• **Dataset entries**
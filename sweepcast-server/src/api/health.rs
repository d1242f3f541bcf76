//! Health check endpoint

use axum::{routing::get, Json, Router};
use serde::Serialize;

use crate::AppState;

/// Health check response
#[derive(Debug, Serialize)]
pub struct HealthResponse {
    pub status: String,
    pub module: String,
    pub version: String,
}

/// GET /health
pub async fn health_check() -> Json<HealthResponse> {
    Json(HealthResponse {
        status: "ok".to_string(),
        module: "sweepcast-server".to_string(),
        version: env!("CARGO_PKG_VERSION").to_string(),
    })
}

/// Build health check routes
pub fn health_routes() -> Router<AppState> {
    Router::new().route("/health", get(health_check))
}
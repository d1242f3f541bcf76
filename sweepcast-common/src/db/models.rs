//! Database models
//!
//! API JSON uses camelCase field names; the database uses snake_case columns.

use chrono::{DateTime, Utc};
use serde::{Deserialize, Serialize};

/// Canonical episode representation.
///
/// `spotify_id` is the only reliable cross-system key; the numeric `id` is a
/// display convenience and, for catalog-sourced episodes, a lossy derivation
/// from the external id (collisions are possible and accepted).
#[derive(Debug, Clone, PartialEq, Serialize, Deserialize, sqlx::FromRow)]
#[serde(rename_all = "camelCase")]
pub struct Episode {
    pub id: i64,
    pub title: String,
    pub description: String,
    /// ISO date (YYYY-MM-DD)
    pub date: String,
    /// Display duration, `m:ss`
    pub duration: String,
    pub spotify_url: String,
    pub spotify_id: String,
    pub image_url: Option<String>,
    /// Released within the last 14 days
    pub is_new: bool,
    pub transcript: Option<String>,
    /// Generated summary; mutable after creation
    pub ai_summary: Option<String>,
    pub slug: String,
}

/// Episode creation payload
#[derive(Debug, Clone, Serialize, Deserialize)]
#[serde(rename_all = "camelCase")]
pub struct NewEpisode {
    pub title: String,
    pub description: String,
    pub date: String,
    pub duration: String,
    pub spotify_url: String,
    pub spotify_id: String,
    #[serde(default)]
    pub image_url: Option<String>,
    #[serde(default)]
    pub is_new: bool,
    #[serde(default)]
    pub transcript: Option<String>,
    #[serde(default)]
    pub ai_summary: Option<String>,
    pub slug: String,
}

/// Blog article; immutable once created
#[derive(Debug, Clone, PartialEq, Serialize, Deserialize, sqlx::FromRow)]
#[serde(rename_all = "camelCase")]
pub struct BlogPost {
    pub id: i64,
    pub title: String,
    pub content: String,
    pub excerpt: String,
    pub date: String,
    pub author: String,
    pub category: String,
    pub image_url: Option<String>,
    pub slug: String,
}

/// Blog post creation payload
#[derive(Debug, Clone, Serialize, Deserialize)]
#[serde(rename_all = "camelCase")]
pub struct NewBlogPost {
    pub title: String,
    pub content: String,
    pub excerpt: String,
    pub date: String,
    pub author: String,
    pub category: String,
    #[serde(default)]
    pub image_url: Option<String>,
    pub slug: String,
}

/// Newsletter subscriber
#[derive(Debug, Clone, PartialEq, Serialize, Deserialize, sqlx::FromRow)]
#[serde(rename_all = "camelCase")]
pub struct Subscriber {
    pub id: i64,
    pub email: String,
    pub date: DateTime<Utc>,
}

/// Subscription payload
#[derive(Debug, Clone, Serialize, Deserialize)]
#[serde(rename_all = "camelCase")]
pub struct NewSubscriber {
    pub email: String,
}

/// Reader comment on an episode.
///
/// `episode_id` is the episode's Spotify id (a back-reference, not a foreign
/// key to the local episodes table). Anonymous comments keep name and email
/// NULL permanently.
#[derive(Debug, Clone, PartialEq, Serialize, Deserialize, sqlx::FromRow)]
#[serde(rename_all = "camelCase")]
pub struct Comment {
    pub id: i64,
    pub episode_id: String,
    pub name: Option<String>,
    pub email: Option<String>,
    pub content: String,
    pub created_at: DateTime<Utc>,
    pub upvotes: i64,
    pub downvotes: i64,
}

impl Comment {
    /// Net score: upvotes minus downvotes (may be negative)
    pub fn score(&self) -> i64 {
        self.upvotes - self.downvotes
    }
}

/// Comment creation payload
#[derive(Debug, Clone, Serialize, Deserialize)]
#[serde(rename_all = "camelCase")]
pub struct NewComment {
    pub episode_id: String,
    #[serde(default)]
    pub name: Option<String>,
    #[serde(default)]
    pub email: Option<String>,
    pub content: String,
}
//! Spotify catalog API client
//!
//! Wraps the Spotify Web API with client-credentials token management. Every
//! public call first ensures a usable bearer token; the token cache lives
//! behind a mutex so concurrent refreshes serialize into a single grant
//! request instead of hammering the accounts endpoint.
//!
//! Upstream failures are not retried here; retry policy belongs to callers.

use serde::Deserialize;
use std::time::{Duration, Instant};
use thiserror::Error;
use tokio::sync::Mutex;

const ACCOUNTS_TOKEN_URL: &str = "https://accounts.spotify.com/api/token";
const API_BASE_URL: &str = "https://api.spotify.com/v1";
const USER_AGENT: &str = "Sweepcast/0.1.0 (https://github.com/sweepcast/sweepcast)";

/// A token is refreshed once less than this much lifetime remains
const TOKEN_EXPIRY_MARGIN: Duration = Duration::from_secs(60);

/// Spotify client errors
#[derive(Debug, Error)]
pub enum SpotifyError {
    /// Client id/secret were not configured
    #[error("Spotify credentials are not configured")]
    MissingCredentials,

    #[error("Network error: {0}")]
    Network(String),

    /// Upstream non-2xx response, status passed through to callers
    #[error("Spotify API error {status}: {message}")]
    Api { status: u16, message: String },

    #[error("Parse error: {0}")]
    Parse(String),
}

/// Cached bearer token with its expiry instant
struct CachedToken {
    access_token: String,
    expires_at: Instant,
}

impl CachedToken {
    /// Usable while more than the expiry margin remains
    fn is_usable(&self, now: Instant) -> bool {
        self.expires_at.saturating_duration_since(now) > TOKEN_EXPIRY_MARGIN
    }
}

/// Client-credentials grant response
#[derive(Debug, Deserialize)]
struct TokenResponse {
    access_token: String,
    expires_in: u64,
}

/// Shape of Spotify error bodies: `{"error": {"status": ..., "message": ...}}`
#[derive(Debug, Deserialize)]
struct ErrorBody {
    error: ErrorDetail,
}

#[derive(Debug, Deserialize)]
struct ErrorDetail {
    message: String,
}

/// Spotify Web API client with managed token lifecycle
pub struct SpotifyClient {
    http_client: reqwest::Client,
    client_id: Option<String>,
    client_secret: Option<String>,
    token: Mutex<Option<CachedToken>>,
}

impl SpotifyClient {
    pub fn new(
        client_id: Option<String>,
        client_secret: Option<String>,
    ) -> Result<Self, SpotifyError> {
        if client_id.is_none() || client_secret.is_none() {
            tracing::warn!("Spotify credentials not configured; catalog endpoints will fail");
        }

        let http_client = reqwest::Client::builder()
            .user_agent(USER_AGENT)
            .timeout(Duration::from_secs(30))
            .build()
            .map_err(|e| SpotifyError::Network(e.to_string()))?;

        Ok(Self {
            http_client,
            client_id,
            client_secret,
            token: Mutex::new(None),
        })
    }

    /// Ensure a usable token, refreshing through the client-credentials grant
    /// when absent or within the expiry margin. The cache lock is held across
    /// the grant, so overlapping callers wait instead of refreshing twice.
    async fn ensure_token(&self) -> Result<String, SpotifyError> {
        let mut cached = self.token.lock().await;

        if let Some(token) = cached.as_ref() {
            if token.is_usable(Instant::now()) {
                return Ok(token.access_token.clone());
            }
        }

        let client_id = self
            .client_id
            .as_deref()
            .ok_or(SpotifyError::MissingCredentials)?;
        let client_secret = self
            .client_secret
            .as_deref()
            .ok_or(SpotifyError::MissingCredentials)?;

        tracing::debug!("Refreshing Spotify access token");

        let response = self
            .http_client
            .post(ACCOUNTS_TOKEN_URL)
            .basic_auth(client_id, Some(client_secret))
            .form(&[("grant_type", "client_credentials")])
            .send()
            .await
            .map_err(|e| SpotifyError::Network(e.to_string()))?;

        let status = response.status();
        if !status.is_success() {
            let message = response.text().await.unwrap_or_default();
            return Err(SpotifyError::Api {
                status: status.as_u16(),
                message,
            });
        }

        let grant: TokenResponse = response
            .json()
            .await
            .map_err(|e| SpotifyError::Parse(e.to_string()))?;

        let expires_at = Instant::now() + Duration::from_secs(grant.expires_in);
        let access_token = grant.access_token.clone();
        *cached = Some(CachedToken {
            access_token: grant.access_token,
            expires_at,
        });

        tracing::info!("Spotify access token refreshed");
        Ok(access_token)
    }

    /// Issue a GET against the Web API and return the JSON body verbatim
    async fn get_json(
        &self,
        path: &str,
        query: &[(&str, String)],
    ) -> Result<serde_json::Value, SpotifyError> {
        let token = self.ensure_token().await?;
        let url = format!("{}{}", API_BASE_URL, path);

        tracing::debug!(url = %url, "Querying Spotify API");

        let response = self
            .http_client
            .get(&url)
            .bearer_auth(token)
            .query(query)
            .send()
            .await
            .map_err(|e| SpotifyError::Network(e.to_string()))?;

        let status = response.status();
        if !status.is_success() {
            let text = response.text().await.unwrap_or_default();
            // Spotify error bodies carry a message; fall back to raw text
            let message = serde_json::from_str::<ErrorBody>(&text)
                .map(|body| body.error.message)
                .unwrap_or(text);
            return Err(SpotifyError::Api {
                status: status.as_u16(),
                message,
            });
        }

        response
            .json()
            .await
            .map_err(|e| SpotifyError::Parse(e.to_string()))
    }

    /// Get show metadata
    pub async fn get_show(&self, show_id: &str) -> Result<serde_json::Value, SpotifyError> {
        self.get_json(&format!("/shows/{}", show_id), &[]).await
    }

    /// Get one page of a show's episodes
    pub async fn get_show_episodes(
        &self,
        show_id: &str,
        limit: i64,
        offset: i64,
    ) -> Result<serde_json::Value, SpotifyError> {
        self.get_json(
            &format!("/shows/{}/episodes", show_id),
            &[("limit", limit.to_string()), ("offset", offset.to_string())],
        )
        .await
    }

    /// Get a single episode
    pub async fn get_episode(&self, episode_id: &str) -> Result<serde_json::Value, SpotifyError> {
        self.get_json(&format!("/episodes/{}", episode_id), &[]).await
    }

    /// Search for shows
    pub async fn search_shows(
        &self,
        query: &str,
        limit: i64,
        offset: i64,
    ) -> Result<serde_json::Value, SpotifyError> {
        self.get_json(
            "/search",
            &[
                ("q", query.to_string()),
                ("type", "show".to_string()),
                ("limit", limit.to_string()),
                ("offset", offset.to_string()),
            ],
        )
        .await
    }
}
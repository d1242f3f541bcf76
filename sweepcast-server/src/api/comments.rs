//! Comment endpoints: listing with ranking, creation, votes
//!
//! Votes carry no authorization or dedup by design: any caller may vote any
//! number of times.

use axum::{
    extract::{Path, Query, State},
    http::StatusCode,
    Json,
};
use serde::Deserialize;

use sweepcast_common::db::models::{Comment, NewComment};

use crate::db;
use crate::db::comments::CommentSort;
use crate::error::{ApiError, ApiResult};
use crate::AppState;

#[derive(Debug, Deserialize)]
pub struct ListQuery {
    #[serde(rename = "sortBy")]
    pub sort_by: Option<String>,
}

/// GET /api/comments/:episodeId?sortBy=newest|top
pub async fn list_for_episode(
    State(state): State<AppState>,
    Path(episode_id): Path<String>,
    Query(query): Query<ListQuery>,
) -> ApiResult<Json<Vec<Comment>>> {
    if episode_id.trim().is_empty() {
        return Err(ApiError::BadRequest("Episode ID is required".to_string()));
    }

    let sort = CommentSort::parse(query.sort_by.as_deref());
    let comments = db::comments::list_for_episode(&state.db, &episode_id, sort).await?;
    Ok(Json(comments))
}

/// POST /api/comments
pub async fn create(
    State(state): State<AppState>,
    Json(payload): Json<NewComment>,
) -> ApiResult<(StatusCode, Json<Comment>)> {
    if payload.episode_id.trim().is_empty() {
        return Err(ApiError::BadRequest(
            "Invalid comment data: episodeId must not be empty".to_string(),
        ));
    }
    if payload.content.trim().is_empty() {
        return Err(ApiError::BadRequest(
            "Invalid comment data: content must not be empty".to_string(),
        ));
    }

    let comment = db::comments::insert(&state.db, &payload).await?;
    Ok((StatusCode::CREATED, Json(comment)))
}

/// POST /api/comments/:id/upvote
pub async fn upvote(
    State(state): State<AppState>,
    Path(id): Path<String>,
) -> ApiResult<Json<Comment>> {
    let id = parse_comment_id(&id)?;
    db::comments::upvote(&state.db, id)
        .await?
        .map(Json)
        .ok_or_else(|| ApiError::NotFound("Comment not found".to_string()))
}

/// POST /api/comments/:id/downvote
pub async fn downvote(
    State(state): State<AppState>,
    Path(id): Path<String>,
) -> ApiResult<Json<Comment>> {
    let id = parse_comment_id(&id)?;
    db::comments::downvote(&state.db, id)
        .await?
        .map(Json)
        .ok_or_else(|| ApiError::NotFound("Comment not found".to_string()))
}

fn parse_comment_id(raw: &str) -> Result<i64, ApiError> {
    raw.parse()
        .map_err(|_| ApiError::BadRequest("Invalid comment ID".to_string()))
}
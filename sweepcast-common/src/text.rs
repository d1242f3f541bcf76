//! Text formatting and cleaning utilities
//!
//! Episode descriptions arrive from the catalog API as HTML fragments with
//! entity-encoded punctuation. These helpers produce the plain-text form used
//! both for storage and for card excerpts, plus the slug and duration
//! formatting shared by the episode normalizer.

/// Fixed table of named HTML entities decoded during cleaning.
///
/// Applied in order; anything outside this table is left as-is.
const HTML_ENTITIES: &[(&str, &str)] = &[
    ("&amp;", "&"),
    ("&lt;", "<"),
    ("&gt;", ">"),
    ("&quot;", "\""),
    ("&#39;", "'"),
    ("&apos;", "'"),
    ("&nbsp;", " "),
    ("&mdash;", "\u{2014}"),
    ("&ndash;", "\u{2013}"),
    ("&hellip;", "\u{2026}"),
    ("&lsquo;", "\u{2018}"),
    ("&rsquo;", "\u{2019}"),
    ("&ldquo;", "\u{201C}"),
    ("&rdquo;", "\u{201D}"),
];

/// Clean an episode description coming from the catalog API.
///
/// Strips HTML tags, decodes the fixed entity table, normalizes line endings,
/// collapses 3+ consecutive newlines down to 2, collapses runs of spaces and
/// tabs to a single space, and trims the result.
pub fn clean_description(description: &str) -> String {
    if description.is_empty() {
        return String::new();
    }

    let mut formatted = strip_html_tags(description);

    for (entity, replacement) in HTML_ENTITIES {
        if formatted.contains(entity) {
            formatted = formatted.replace(entity, replacement);
        }
    }

    formatted = formatted.replace("\r\n", "\n").replace('\r', "\n");

    while formatted.contains("\n\n\n") {
        formatted = formatted.replace("\n\n\n", "\n\n");
    }

    collapse_spaces(&formatted).trim().to_string()
}

/// Remove everything between `<` and the next `>`.
fn strip_html_tags(input: &str) -> String {
    let mut out = String::with_capacity(input.len());
    let mut in_tag = false;

    for ch in input.chars() {
        match ch {
            '<' => in_tag = true,
            '>' if in_tag => in_tag = false,
            c if !in_tag => out.push(c),
            _ => {}
        }
    }

    out
}

/// Collapse runs of spaces and tabs to a single space, leaving newlines alone.
fn collapse_spaces(input: &str) -> String {
    let mut out = String::with_capacity(input.len());
    let mut in_run = false;

    for ch in input.chars() {
        if ch == ' ' || ch == '\t' {
            if !in_run {
                out.push(' ');
                in_run = true;
            }
        } else {
            out.push(ch);
            in_run = false;
        }
    }

    out
}

/// Truncate text to `max_length` characters, appending an ellipsis.
///
/// The cut is a hard character cut (no word-boundary search); trailing
/// whitespace at the cut point is trimmed before the ellipsis is appended.
/// Text already within the limit is returned unchanged.
pub fn truncate_text(text: &str, max_length: usize) -> String {
    if text.chars().count() <= max_length {
        return text.to_string();
    }

    let cut: String = text.chars().take(max_length).collect();
    format!("{}...", cut.trim_end())
}

/// Create a card excerpt from a raw description: clean, then truncate.
pub fn create_excerpt(description: &str, max_length: usize) -> String {
    truncate_text(&clean_description(description), max_length)
}

/// Derive a URL-safe slug from a title.
///
/// Lowercases, drops everything except word characters / whitespace / hyphens,
/// turns whitespace runs into single hyphens, collapses repeated hyphens, and
/// trims leading/trailing hyphens.
pub fn slugify(title: &str) -> String {
    let lowered = title.to_lowercase();
    let filtered: String = lowered
        .chars()
        .filter(|c| c.is_alphanumeric() || *c == '_' || c.is_whitespace() || *c == '-')
        .collect();

    let mut slug = String::with_capacity(filtered.len());
    let mut last_hyphen = false;

    for ch in filtered.chars() {
        if ch.is_whitespace() || ch == '-' {
            if !last_hyphen {
                slug.push('-');
                last_hyphen = true;
            }
        } else {
            slug.push(ch);
            last_hyphen = false;
        }
    }

    slug.trim_matches('-').to_string()
}

/// Format a duration in milliseconds as `m:ss` for display.
pub fn format_duration_ms(duration_ms: i64) -> String {
    let duration_ms = duration_ms.max(0);
    let minutes = duration_ms / 60_000;
    let seconds = (duration_ms % 60_000) / 1000;
    format!("{}:{:02}", minutes, seconds)
}
//! Blog post database operations

use sqlx::SqlitePool;
use sweepcast_common::db::models::{BlogPost, NewBlogPost};

use crate::pagination::page_window;

const LIST_ORDER: &str = "ORDER BY date DESC, id ASC";

/// One page of posts (newest first), optionally filtered by category,
/// plus the total count under the same filter
pub async fn list_page(
    pool: &SqlitePool,
    page: i64,
    limit: i64,
    category: Option<&str>,
) -> Result<(Vec<BlogPost>, i64), sqlx::Error> {
    let total: i64 = match category {
        Some(category) => {
            sqlx::query_scalar("SELECT COUNT(*) FROM blog_posts WHERE category = ?")
                .bind(category)
                .fetch_one(pool)
                .await?
        }
        None => {
            sqlx::query_scalar("SELECT COUNT(*) FROM blog_posts")
                .fetch_one(pool)
                .await?
        }
    };

    let posts = match page_window(total, page, limit) {
        Some(window) => match category {
            Some(category) => {
                let sql = format!(
                    "SELECT * FROM blog_posts WHERE category = ? {} LIMIT ? OFFSET ?",
                    LIST_ORDER
                );
                sqlx::query_as::<_, BlogPost>(&sql)
                    .bind(category)
                    .bind(window.limit)
                    .bind(window.offset)
                    .fetch_all(pool)
                    .await?
            }
            None => {
                let sql = format!("SELECT * FROM blog_posts {} LIMIT ? OFFSET ?", LIST_ORDER);
                sqlx::query_as::<_, BlogPost>(&sql)
                    .bind(window.limit)
                    .bind(window.offset)
                    .fetch_all(pool)
                    .await?
            }
        },
        None => Vec::new(),
    };

    Ok((posts, total))
}

/// Top 2 posts by date descending
pub async fn featured(pool: &SqlitePool) -> Result<Vec<BlogPost>, sqlx::Error> {
    let sql = format!("SELECT * FROM blog_posts {} LIMIT 2", LIST_ORDER);
    sqlx::query_as::<_, BlogPost>(&sql).fetch_all(pool).await
}

/// Top 3 posts by date descending
pub async fn recent(pool: &SqlitePool) -> Result<Vec<BlogPost>, sqlx::Error> {
    let sql = format!("SELECT * FROM blog_posts {} LIMIT 3", LIST_ORDER);
    sqlx::query_as::<_, BlogPost>(&sql).fetch_all(pool).await
}

/// Distinct categories currently present in the store
pub async fn categories(pool: &SqlitePool) -> Result<Vec<String>, sqlx::Error> {
    sqlx::query_scalar("SELECT DISTINCT category FROM blog_posts ORDER BY category")
        .fetch_all(pool)
        .await
}

pub async fn get_by_slug(pool: &SqlitePool, slug: &str) -> Result<Option<BlogPost>, sqlx::Error> {
    sqlx::query_as::<_, BlogPost>("SELECT * FROM blog_posts WHERE slug = ?")
        .bind(slug)
        .fetch_optional(pool)
        .await
}

/// Insert a post; the slug must be unique (enforced by the schema)
pub async fn insert(pool: &SqlitePool, post: &NewBlogPost) -> Result<BlogPost, sqlx::Error> {
    let result = sqlx::query(
        r#"
        INSERT INTO blog_posts (title, content, excerpt, date, author, category, image_url, slug)
        VALUES (?, ?, ?, ?, ?, ?, ?, ?)
        "#,
    )
    .bind(&post.title)
    .bind(&post.content)
    .bind(&post.excerpt)
    .bind(&post.date)
    .bind(&post.author)
    .bind(&post.category)
    .bind(&post.image_url)
    .bind(&post.slug)
    .execute(pool)
    .await?;

    let id = result.last_insert_rowid();
    sqlx::query_as::<_, BlogPost>("SELECT * FROM blog_posts WHERE id = ?")
        .bind(id)
        .fetch_one(pool)
        .await
}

• **REQUIRED WORK**
Repeat exactly the lines above, starting with the first line of the records and finishing with the line holding "is the only". Add no other line.

• **RESULT FOR THIS TASK**
filename sweepcast-server/src/api/health.rs
repository d1242f3f541bcf76
//! Health check endpoint

use axum::{routing::get, Json, Router};
use serde::Serialize;

use crate::AppState;

/// Health check response
#[derive(Debug, Serialize)]
pub struct HealthResponse {
    pub status: String,
    pub module: String,
    pub version: String,
}

/// GET /health
pub async fn health_check() -> Json<HealthResponse> {
    Json(HealthResponse {
        status: "ok".to_string(),
        module: "sweepcast-server".to_string(),
        version: env!("CARGO_PKG_VERSION").to_string(),
    })
}

/// Build health check routes
pub fn health_routes() -> Router<AppState> {
    Router::new().route("/health", get(health_check))
}
repository d1242f3f541bcf76
filename sweepcast-common/src/db/models.rs
//! Database models
//!
//! API JSON uses camelCase field names; the database uses snake_case columns.

use chrono::{DateTime, Utc};
use serde::{Deserialize, Serialize};

/// Canonical episode representation.
///
/// `spotify_id` is the only reliable cross-system key; the numeric `id` is a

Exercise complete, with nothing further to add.